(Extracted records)
┏━━
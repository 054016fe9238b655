//! Per-path readiness signalling for the tar reader.

use dashmap::DashMap;
use tokio::sync::watch;

/// Append-only pubsub over path keys.
///
/// `emit` wakes every current and future waiter on the key; the emitted
/// set only grows, so a `wait` on an already-emitted key returns
/// immediately.
pub(crate) struct ReadyBus {
    channels: DashMap<String, watch::Sender<bool>>,
}

impl ReadyBus {
    pub fn new() -> ReadyBus {
        ReadyBus { channels: DashMap::new() }
    }

    fn sender(&self, key: &str) -> watch::Sender<bool> {
        self.channels
            .entry(key.to_owned())
            .or_insert_with(|| watch::channel(false).0)
            .clone()
    }

    /// Marks `key` ready.
    pub fn emit(&self, key: &str) {
        self.sender(key).send_replace(true);
    }

    /// True once `key` has been emitted.
    pub fn is_emitted(&self, key: &str) -> bool {
        self.channels.get(key).map(|sender| *sender.borrow()).unwrap_or(false)
    }

    /// Resolves once `key` has been emitted.
    pub async fn wait(&self, key: &str) {
        let mut receiver = self.sender(key).subscribe();
        let _ = receiver.wait_for(|ready| *ready).await;
    }
}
┗━━
TASK DESCRIPTION :: Copy nothing except the lines from the one holding "pub fn is_emitted(&self, key: &str)" through the last line of the data above, and return them exactly.

ANSWER BOX ::
    pub fn is_emitted(&self, key: &str) -> bool {
        self.channels.get(key).map(|sender| *sender.borrow()).unwrap_or(false)
    }

    /// Resolves once `key` has been emitted.
    pub async fn wait(&self, key: &str) {
        let mut receiver = self.sender(key).subscribe();
        let _ = receiver.wait_for(|ready| *ready).await;
    }
}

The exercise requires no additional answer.